Finding Your Thesis Statement & Story

After a few years in a PhD program, working on whatever research project your advisor had funding for, or whatever project seemed interesting or fun at the time, it can be daunting to find a unified story or thesis statement that accurately, concisely, and interestingly summarizes your work. In this post, I will describe how I was able to find a cohesive story that unified the disparate strands of work I’d completed, and helped me focus my thesis proposal into an interesting final project.

Background— My Work So Far

My thesis work began in reinforcement learning, using differentiable decision trees to try to make RL agents more sample-efficient by leveraging human knowledge for warm-starts. Then I developed a method that discretized those differentiable decision trees into discrete trees, making interpretable models that humans could inspect. After that, I took a hard-pivot into language-guided reinforcement learning, and influence-functions as a tool to explain properties of word-embedding models (long story for how those projects came to be). Then, on an internship, I did some really cool and interesting work on personalized federated learning (which I was very proud of and wanted to include), and finally I had recently completed a large-scale user study on human perceptions of explainability. So this was a lot of topics and papers across an absolute smorgasbord of subjects.

Step 1: Group Your Projects

The first and easiest piece of advice I have to offer is to group your projects into meaningful areas. Ignore the in-depth mechanics of your projects and just think about the high level problems, insights, or contributions. Are there natural clusters that emerge? Can you find common themes across some of the papers? Again, you don’t need to find a silver bullet for all of your work, just try to reduce the number of subjects that you need to unify.

Step 2: Summarize Your Work

For me, this meant talking to as many people as possible about my work.
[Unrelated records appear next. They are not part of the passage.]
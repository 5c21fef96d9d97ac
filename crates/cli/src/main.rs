// cellcheck CLI - validate spreadsheets against templates, generate
// data-entry workbooks, extract templates from existing workbooks

mod exit_codes;
mod logging;

use std::io::{self, Write};
use std::path::{Path, PathBuf};
use std::process::ExitCode;

use clap::{Parser, Subcommand, ValueEnum};

use cellcheck_engine::{Template, TracingReporter, ValidationOptions, ValidationOutcome};
use cellcheck_io::{IoError, SheetSelector, SourceKind, SourceSpec};

use exit_codes::{
    io_exit_code, EXIT_CANT_CREATE, EXIT_DATA_INVALID, EXIT_INTERNAL, EXIT_NO_INPUT,
    EXIT_SUCCESS, EXIT_TEMPLATE, EXIT_USAGE,
};
use logging::{init_logging, LogConfig};

#[derive(Parser, Debug)]
#[command(name = "cellcheck")]
#[command(about = "Validate spreadsheet and CSV files against column templates")]
#[command(version)]
struct Cli {
    /// Increase log verbosity (-v debug, -vv trace)
    #[arg(short, long, action = clap::ArgAction::Count, global = true)]
    verbose: u8,

    /// Only log errors
    #[arg(short, long, global = true, conflicts_with = "verbose")]
    quiet: bool,

    #[command(subcommand)]
    command: Commands,
}

#[derive(Subcommand, Debug)]
enum Commands {
    /// Check a spreadsheet or delimited file against a template
    #[command(after_help = "\
Examples:
  cellcheck validate samples.toml samples.xlsx --sheet Data
  cellcheck validate samples.toml samples.csv --delimiter ';' --row 2
  cellcheck validate samples.toml export.txt --type tabular --json

Exit codes:
  0   all rows passed
  65  validation failed
  66  source missing or unreadable
  69  template unusable
  70  rule error while checking rows")]
    Validate {
        /// Template file (TOML)
        template: PathBuf,

        /// File to validate
        source: PathBuf,

        /// Source type (inferred from the extension if omitted)
        #[arg(long = "type", short = 't')]
        kind: Option<SourceType>,

        /// Worksheet name or 0-based index (spreadsheets only)
        #[arg(long, short = 's')]
        sheet: Option<String>,

        /// Field delimiter (tabular only; sniffed if omitted)
        #[arg(long, short = 'd')]
        delimiter: Option<char>,

        /// Rows to skip before the header row
        #[arg(long, short = 'r', default_value_t = 0)]
        row: usize,

        /// Skip source columns the template has no rule for
        #[arg(long)]
        ignore_missing_validators: bool,

        /// Print the full outcome as JSON on stdout
        #[arg(long)]
        json: bool,
    },

    /// Write a blank data-entry workbook with dropdowns and input constraints
    #[command(after_help = "\
Examples:
  cellcheck generate samples.toml samples.xlsx")]
    Generate {
        /// Template file (TOML)
        template: PathBuf,

        /// Output workbook (.xlsx)
        output: PathBuf,
    },

    /// Rebuild a template from a workbook's data validations
    #[command(after_help = "\
Examples:
  cellcheck extract samples.xlsx samples.toml
  cellcheck extract intake.xlsx intake.toml --sheet Entries")]
    Extract {
        /// Workbook to read (.xlsx)
        source: PathBuf,

        /// Output template file (TOML)
        output: PathBuf,

        /// Worksheet holding the headers and validations
        #[arg(long, short = 's', default_value = "Data")]
        sheet: String,
    },
}

#[derive(Debug, Clone, Copy, PartialEq, Eq, ValueEnum)]
enum SourceType {
    /// xlsx, xls, xlsb or ods workbook
    Spreadsheet,
    /// Delimited text (csv, tsv, ...)
    Tabular,
}

fn main() -> ExitCode {
    let cli = Cli::parse();

    if let Err(message) = init_logging(&LogConfig::from_verbosity(cli.verbose, cli.quiet)) {
        eprintln!("warning: {}", message);
    }

    let result = match cli.command {
        Commands::Validate {
            template,
            source,
            kind,
            sheet,
            delimiter,
            row,
            ignore_missing_validators,
            json,
        } => cmd_validate(
            template,
            source,
            kind,
            sheet,
            delimiter,
            row,
            ignore_missing_validators,
            json,
        ),
        Commands::Generate { template, output } => cmd_generate(template, output),
        Commands::Extract {
            source,
            output,
            sheet,
        } => cmd_extract(source, output, sheet),
    };

    match result {
        Ok(()) => ExitCode::from(EXIT_SUCCESS),
        Err(CliError {
            code,
            message,
            hint,
        }) => {
            if !message.is_empty() {
                eprintln!("error: {}", message);
            }
            if let Some(hint) = hint {
                eprintln!("hint:  {}", hint);
            }
            ExitCode::from(code)
        }
    }
}

#[derive(Debug)]
pub struct CliError {
    pub code: u8,
    pub message: String,
    pub hint: Option<String>,
}

impl CliError {
    pub fn args(msg: impl Into<String>) -> Self {
        Self {
            code: EXIT_USAGE,
            message: msg.into(),
            hint: None,
        }
    }

    /// Validation ran to completion and the data did not pass.
    pub fn invalid(msg: impl Into<String>) -> Self {
        Self {
            code: EXIT_DATA_INVALID,
            message: msg.into(),
            hint: None,
        }
    }

    /// Add a hint to an existing error.
    pub fn with_hint(mut self, hint: impl Into<String>) -> Self {
        self.hint = Some(hint.into());
        self
    }
}

impl From<IoError> for CliError {
    fn from(err: IoError) -> Self {
        let code = io_exit_code(&err);
        let hint = match &err {
            IoError::SheetNotFound(_) => Some("pass --sheet with a name or 0-based index".to_string()),
            IoError::Csv(_) => Some("check the delimiter with --delimiter".to_string()),
            _ => None,
        };
        Self {
            code,
            message: err.to_string(),
            hint,
        }
    }
}

fn load_template(path: &Path) -> Result<Template, CliError> {
    Template::from_toml_file(path).map_err(|e| {
        let code = match &e {
            cellcheck_engine::TemplateError::Io { .. } => EXIT_NO_INPUT,
            _ => EXIT_TEMPLATE,
        };
        CliError {
            code,
            message: e.to_string(),
            hint: None,
        }
    })
}

// ============================================================================
// validate
// ============================================================================

/// Resolve the source description from the CLI flags.
fn source_spec(
    path: PathBuf,
    kind: Option<SourceType>,
    sheet: Option<String>,
    delimiter: Option<char>,
) -> Result<SourceSpec, CliError> {
    let delimiter = match delimiter {
        Some(c) if c.is_ascii() => Some(c as u8),
        Some(c) => {
            return Err(CliError::args(format!("delimiter '{c}' is not a single-byte character")))
        }
        None => None,
    };

    let mut spec = match kind {
        Some(SourceType::Spreadsheet) => SourceSpec::spreadsheet(path, SheetSelector::default()),
        Some(SourceType::Tabular) => SourceSpec::tabular(path, None),
        None => SourceSpec::infer(path),
    };

    match &mut spec.kind {
        SourceKind::Spreadsheet { sheet: selected } => {
            if delimiter.is_some() {
                return Err(CliError::args("--delimiter only applies to tabular sources")
                    .with_hint("use --type tabular for delimited text files"));
            }
            if let Some(sheet) = sheet {
                *selected = sheet.parse().unwrap_or_default();
            }
        }
        SourceKind::Tabular { delimiter: selected } => {
            if sheet.is_some() {
                return Err(CliError::args("--sheet only applies to spreadsheet sources")
                    .with_hint("use --type spreadsheet for workbooks"));
            }
            if delimiter.is_some() {
                *selected = delimiter;
            }
        }
    }
    Ok(spec)
}

#[allow(clippy::too_many_arguments)]
fn cmd_validate(
    template: PathBuf,
    source: PathBuf,
    kind: Option<SourceType>,
    sheet: Option<String>,
    delimiter: Option<char>,
    row: usize,
    ignore_missing_validators: bool,
    json: bool,
) -> Result<(), CliError> {
    let spec = source_spec(source, kind, sheet, delimiter)?;
    let template = load_template(&template)?;
    let options = ValidationOptions {
        header_row: row,
        ignore_missing_validators,
    };

    let outcome = cellcheck_io::validate(&template, &spec, &options, &TracingReporter)?;

    if json {
        let output = serde_json::to_string_pretty(&outcome)
            .map_err(|e| CliError {
                code: EXIT_INTERNAL,
                message: format!("cannot serialize outcome: {e}"),
                hint: None,
            })?;
        let mut stdout = io::stdout().lock();
        writeln!(stdout, "{}", output).map_err(|e| CliError {
            code: EXIT_CANT_CREATE,
            message: e.to_string(),
            hint: None,
        })?;
    }

    if outcome.passed() {
        Ok(())
    } else {
        Err(CliError::invalid(verdict(&spec, &outcome)))
    }
}

/// One-line reason for a failed run.
fn verdict(spec: &SourceSpec, outcome: &ValidationOutcome) -> String {
    use cellcheck_engine::Abort;

    let label = spec.label();
    match outcome.abort {
        Some(Abort::NoData) => format!("{label}: no data rows"),
        Some(Abort::MissingFields) => format!(
            "{label}: missing expected fields: {}",
            outcome.missing_fields.iter().cloned().collect::<Vec<_>>().join(", ")
        ),
        Some(Abort::MissingValidators) => format!(
            "{label}: no rule for columns: {} (use --ignore-missing-validators to skip them)",
            outcome.missing_validators.iter().cloned().collect::<Vec<_>>().join(", ")
        ),
        None => format!(
            "{label}: {} invalid cell(s) in {} column(s) across {} row(s)",
            outcome.report.len(),
            outcome.summaries.len(),
            outcome.rows_processed
        ),
    }
}

// ============================================================================
// generate
// ============================================================================

fn cmd_generate(template: PathBuf, output: PathBuf) -> Result<(), CliError> {
    let template = load_template(&template)?;
    cellcheck_io::generate(&template, &output, &TracingReporter)?;
    Ok(())
}

// ============================================================================
// extract
// ============================================================================

fn cmd_extract(source: PathBuf, output: PathBuf, sheet: String) -> Result<(), CliError> {
    if !source.exists() {
        return Err(CliError {
            code: EXIT_NO_INPUT,
            message: format!("{}: no such file", source.display()),
            hint: None,
        });
    }
    cellcheck_io::extract(&source, Some(&sheet), &output, &TracingReporter)?;
    Ok(())
}

#[cfg(test)]
mod tests {
    use super::*;

    #[test]
    fn test_parse_validate_flags() {
        let cli = Cli::try_parse_from([
            "cellcheck",
            "validate",
            "t.toml",
            "data.txt",
            "--type",
            "tabular",
            "--delimiter",
            ";",
            "--row",
            "2",
            "--ignore-missing-validators",
            "-vv",
        ])
        .unwrap();
        assert_eq!(cli.verbose, 2);
        match cli.command {
            Commands::Validate {
                kind,
                delimiter,
                row,
                ignore_missing_validators,
                json,
                ..
            } => {
                assert_eq!(kind, Some(SourceType::Tabular));
                assert_eq!(delimiter, Some(';'));
                assert_eq!(row, 2);
                assert!(ignore_missing_validators);
                assert!(!json);
            }
            other => panic!("unexpected command {other:?}"),
        }
    }

    #[test]
    fn test_extract_sheet_default() {
        let cli = Cli::try_parse_from(["cellcheck", "extract", "in.xlsx", "out.toml"]).unwrap();
        match cli.command {
            Commands::Extract { sheet, .. } => assert_eq!(sheet, "Data"),
            other => panic!("unexpected command {other:?}"),
        }
    }

    #[test]
    fn test_quiet_conflicts_with_verbose() {
        assert!(Cli::try_parse_from(["cellcheck", "-q", "-v", "generate", "t.toml", "o.xlsx"]).is_err());
    }

    #[test]
    fn test_source_spec_from_flags() {
        let spec = source_spec("a.xlsx".into(), None, Some("Data".into()), None).unwrap();
        assert_eq!(
            spec.kind,
            SourceKind::Spreadsheet {
                sheet: SheetSelector::Name("Data".into())
            }
        );

        let spec = source_spec("a.dat".into(), Some(SourceType::Tabular), None, Some('|')).unwrap();
        assert_eq!(spec.kind, SourceKind::Tabular { delimiter: Some(b'|') });

        let err = source_spec("a.csv".into(), None, Some("1".into()), None).unwrap_err();
        assert_eq!(err.code, EXIT_USAGE);

        let err = source_spec("a.xlsx".into(), None, None, Some(';')).unwrap_err();
        assert_eq!(err.code, EXIT_USAGE);

        let err = source_spec("a.csv".into(), None, None, Some('§')).unwrap_err();
        assert_eq!(err.code, EXIT_USAGE);
    }
}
I would give people a summary of everything I had done, and eventually I got sick of saying the same things over and over. I found ways to take shortcuts or group projects, and eventually found a useful few-sentence summary of my work that conveyed what I most cared about in my completed projects. For me, this was:

“I’ve done a bit of human-in-the-loop RL, trying to integrate human expertise into RL agents to improve their generalization or their sample efficiency, I’ve done some personalization in my time at Apple, and I’ve worked on human-centric interpretability/explainability, both on contributing new methods and on understanding how humans use those methods. For my proposal, I’m planning to bring those all together by learning to personalize explanations of a task-centric agent alongside a human in a user-study.”

Step 3: Re-Examine Your Work

After you have this summary that ties your work into a clean narrative, you may need to revisit your completed projects and re-frame them in this new light. Originally, my differentiable decision tree project was more about sample-efficiency than about the human in the loop. While I kept almost all of my original results, diagrams, experiments, and slides, my script changed to focus more on how this was an interactive learning approach that leveraged human expertise and put the human front-and-center. While this wasn’t exactly the original pitch, it allowed me to present a cleaner and more cohesive overview of my work that wasn’t as jarring for my audience.

As part of this step, also consider revisiting your proposed project! If you find a clean story that unifies your work, it may also reveal a natural capstone project to bring everything together. Follow that thread and consider how you might complete the narrative with your final project. If you see a natural end-product, your committee likely will do, and they’ll be expecting you to go there.

Step 4: Find a Thesis Statement

This is maybe the hardest part, but, as I’ve mentioned previously, it doesn’t need to be a single sentence. So don’t stress too hard. My thesis statement was three parts, one for each body/cluster of work that I had completed. My thesis statement slide read:

Interactive and explainable machine learning yields improved experiences for human users of intelligent systems.

1. Machine learning with human expertise improves task performance as measured by success rates and reward.

2. Personalized machine learning improves task performance for large heterogeneous populations of users.

3. Machine learning with explainability improves human perceptions of intelligent agents and enhances user compliance with agent suggestions.

One overarching “vision” statement, and 3 testable statements that I would prove in my talk.

Conclusion

Finding a story for your work is hard and does not come naturally or easily to many. Give yourself plenty of time, talk to people both in and out of your field, and try to view your work from a new angle. It’s almost always possible to find a satisfying narrative, it just takes work, creativity, and re-framing to see your projects in the right light. Good luck!